Lomba de São Pedro is a civil parish in the municipality of Ribeira Grande in the Portuguese in the archipelago of the Azores. The population in 2011 was 284, in an area of 8.25 km². Lomba de São Pedro is the least-populated parish in Ribeira Grande.

==History==
Lomba de São Pedro was a historically part of Fenais da Ajuda, until being elevated to the status of civil parish by regional decree 24/80/A, on 15 September 1980.

The parish of Lomba de São Pedro is the most distant parish in the municipality of Ribeira Grande. Its foundation and settlement has been lost historically, to the point that the Azorean chronicler Gaspar Frutuoso does not refer to it in his detailed descriptions of the area.
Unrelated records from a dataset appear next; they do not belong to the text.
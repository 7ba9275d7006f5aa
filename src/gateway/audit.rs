//! Audit trail for gateway-executed commands.
//!
//! Each invocation owns one entry: written as `started` before the process
//! is spawned and rewritten with its terminal outcome afterwards. Rejected
//! commands get a single `rejected` entry. The log is capped; the oldest
//! entries are dropped first.

use std::fmt;
use std::path::PathBuf;
use std::str::FromStr;
use std::sync::Mutex;
use std::time::Duration;

use chrono::{DateTime, Utc};
use serde::{Deserialize, Serialize};
use tracing::debug;
use uuid::Uuid;

use crate::errors::GatewayError;
use crate::store::DocumentStore;

#[derive(Debug, Clone, Copy, PartialEq, Eq, Serialize, Deserialize)]
#[serde(rename_all = "snake_case")]
pub enum AuditOutcome {
    Started,
    Succeeded,
    Failed,
    Killed,
    Rejected,
}

impl AuditOutcome {
    pub fn as_str(&self) -> &'static str {
        match self {
            Self::Started => "started",
            Self::Succeeded => "succeeded",
            Self::Failed => "failed",
            Self::Killed => "killed",
            Self::Rejected => "rejected",
        }
    }
}

impl fmt::Display for AuditOutcome {
    fn fmt(&self, f: &mut fmt::Formatter<'_>) -> fmt::Result {
        f.write_str(self.as_str())
    }
}

impl FromStr for AuditOutcome {
    type Err = String;

    fn from_str(s: &str) -> Result<Self, Self::Err> {
        match s {
            "started" => Ok(Self::Started),
            "succeeded" => Ok(Self::Succeeded),
            "failed" => Ok(Self::Failed),
            "killed" => Ok(Self::Killed),
            "rejected" => Ok(Self::Rejected),
            _ => Err(format!("Invalid audit outcome: {}", s)),
        }
    }
}

#[derive(Debug, Clone, PartialEq, Serialize, Deserialize)]
pub struct AuditEntry {
    pub id: String,
    pub task_id: Option<String>,
    pub command: Vec<String>,
    pub cwd: Option<PathBuf>,
    pub outcome: AuditOutcome,
    pub started_at: DateTime<Utc>,
    pub finished_at: Option<DateTime<Utc>>,
    pub duration_ms: Option<u64>,
    pub exit_code: Option<i32>,
    pub stdout_bytes: u64,
    pub stderr_bytes: u64,
    /// Rule name and detail for rejections, error text for failures.
    pub detail: Option<String>,
}

/// Terminal data for [`AuditLogger::record_outcome`].
#[derive(Debug, Clone)]
pub struct AuditCompletion {
    pub outcome: AuditOutcome,
    pub exit_code: Option<i32>,
    pub duration: Duration,
    pub stdout_bytes: u64,
    pub stderr_bytes: u64,
    pub detail: Option<String>,
}

#[derive(Debug, Clone, Default)]
pub struct AuditFilter {
    pub task_id: Option<String>,
    pub outcome: Option<AuditOutcome>,
    /// Keep only the most recent N matches.
    pub limit: Option<usize>,
}

#[derive(Debug, Default, Serialize, Deserialize)]
pub struct AuditDocument {
    pub entries: Vec<AuditEntry>,
}

pub struct AuditLogger {
    store: DocumentStore<AuditDocument>,
    retention: usize,
    write_lock: Mutex<()>,
}

impl AuditLogger {
    pub fn new(path: impl Into<PathBuf>, retention: usize) -> Self {
        Self {
            store: DocumentStore::new(path),
            retention: retention.max(1),
            write_lock: Mutex::new(()),
        }
    }

    pub fn retention(&self) -> usize {
        self.retention
    }

    fn mutate<R>(
        &self,
        f: impl FnOnce(&mut AuditDocument) -> R,
    ) -> Result<R, GatewayError> {
        let _guard = self
            .write_lock
            .lock()
            .unwrap_or_else(|poisoned| poisoned.into_inner());
        let retention = self.retention;
        self.store.update(|doc| {
            let out = f(doc);
            trim(doc, retention);
            Ok::<_, GatewayError>(out)
        })
    }

    /// Append a `started` entry and return its id.
    pub fn record_start(
        &self,
        task_id: Option<&str>,
        command: &[String],
        cwd: Option<PathBuf>,
    ) -> Result<String, GatewayError> {
        let entry = AuditEntry {
            id: Uuid::new_v4().to_string(),
            task_id: task_id.map(str::to_string),
            command: command.to_vec(),
            cwd,
            outcome: AuditOutcome::Started,
            started_at: Utc::now(),
            finished_at: None,
            duration_ms: None,
            exit_code: None,
            stdout_bytes: 0,
            stderr_bytes: 0,
            detail: None,
        };
        let id = entry.id.clone();
        self.mutate(|doc| doc.entries.push(entry))?;
        Ok(id)
    }

    /// Rewrite entry `id` with its terminal outcome. Returns false if the
    /// entry was already dropped by retention.
    pub fn record_outcome(&self, id: &str, completion: AuditCompletion) -> Result<bool, GatewayError> {
        let found = self.mutate(|doc| {
            let Some(entry) = doc.entries.iter_mut().rev().find(|e| e.id == id) else {
                return false;
            };
            entry.outcome = completion.outcome;
            entry.finished_at = Some(Utc::now());
            entry.duration_ms = Some(u64::try_from(completion.duration.as_millis()).unwrap_or(u64::MAX));
            entry.exit_code = completion.exit_code;
            entry.stdout_bytes = completion.stdout_bytes;
            entry.stderr_bytes = completion.stderr_bytes;
            entry.detail = completion.detail;
            true
        })?;
        if !found {
            debug!(id, "audit entry no longer present; outcome not recorded");
        }
        Ok(found)
    }

    pub fn record_rejection(
        &self,
        task_id: Option<&str>,
        command: &[String],
        reason: &str,
    ) -> Result<String, GatewayError> {
        let now = Utc::now();
        let entry = AuditEntry {
            id: Uuid::new_v4().to_string(),
            task_id: task_id.map(str::to_string),
            command: command.to_vec(),
            cwd: None,
            outcome: AuditOutcome::Rejected,
            started_at: now,
            finished_at: Some(now),
            duration_ms: Some(0),
            exit_code: None,
            stdout_bytes: 0,
            stderr_bytes: 0,
            detail: Some(reason.to_string()),
        };
        let id = entry.id.clone();
        self.mutate(|doc| doc.entries.push(entry))?;
        Ok(id)
    }

    /// Matching entries, oldest first.
    pub fn entries(&self, filter: &AuditFilter) -> Result<Vec<AuditEntry>, GatewayError> {
        let mut entries: Vec<AuditEntry> = self
            .store
            .load()?
            .entries
            .into_iter()
            .filter(|e| {
                filter
                    .task_id
                    .as_deref()
                    .is_none_or(|t| e.task_id.as_deref() == Some(t))
            })
            .filter(|e| filter.outcome.is_none_or(|o| e.outcome == o))
            .collect();
        if let Some(limit) = filter.limit
            && entries.len() > limit
        {
            entries.drain(..entries.len() - limit);
        }
        Ok(entries)
    }

    /// Re-apply the retention cap. Returns how many entries were dropped.
    pub fn compact(&self) -> Result<usize, GatewayError> {
        let _guard = self
            .write_lock
            .lock()
            .unwrap_or_else(|poisoned| poisoned.into_inner());
        let retention = self.retention;
        self.store.update(|doc| Ok::<_, GatewayError>(trim(doc, retention)))
    }
}

fn trim(doc: &mut AuditDocument, retention: usize) -> usize {
    let excess = doc.entries.len().saturating_sub(retention);
    if excess > 0 {
        doc.entries.drain(..excess);
    }
    excess
}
The parochial church, dedicated to Saint Peter, was constructed in the 19th century by Dr. José Maria. The interior of the temple includes an image of the patron saint, donated by António José de Lima, and an altar decorated in gilded woodwork and surmounted with royal coat-of-arms.

==Geography==
The parish is located along the Regional E.R.1-1ª roadway linking the municipalities of Ribeira Grande and Nordeste: Lomba de São Pedro is situated between Salga and Fenais da Ajuda. This parish is a long strip that extends from the Atlantic into the interior. The region's toponymy derives literally refers to its geographic position, situated on the lomba (hullock or plateau) dividing two ravines, and associated with the religious veneration of Saint Peter in that area. The parish contains the localities Lomba de Baixo and Lomba de Cima.

==Churches==
- Church of São Pedro (Igreja de Lomba de São Pedro/Igreja de São Pedro), based on a hermitage from the 16th century, this temple was constructed in the mid-19th century;
- Seventh-day Adventist Church of Lomba de São Pedro One of two Seventh-day Adventist churches on the island of São Miguel, with the other church being in Ponta Delgada.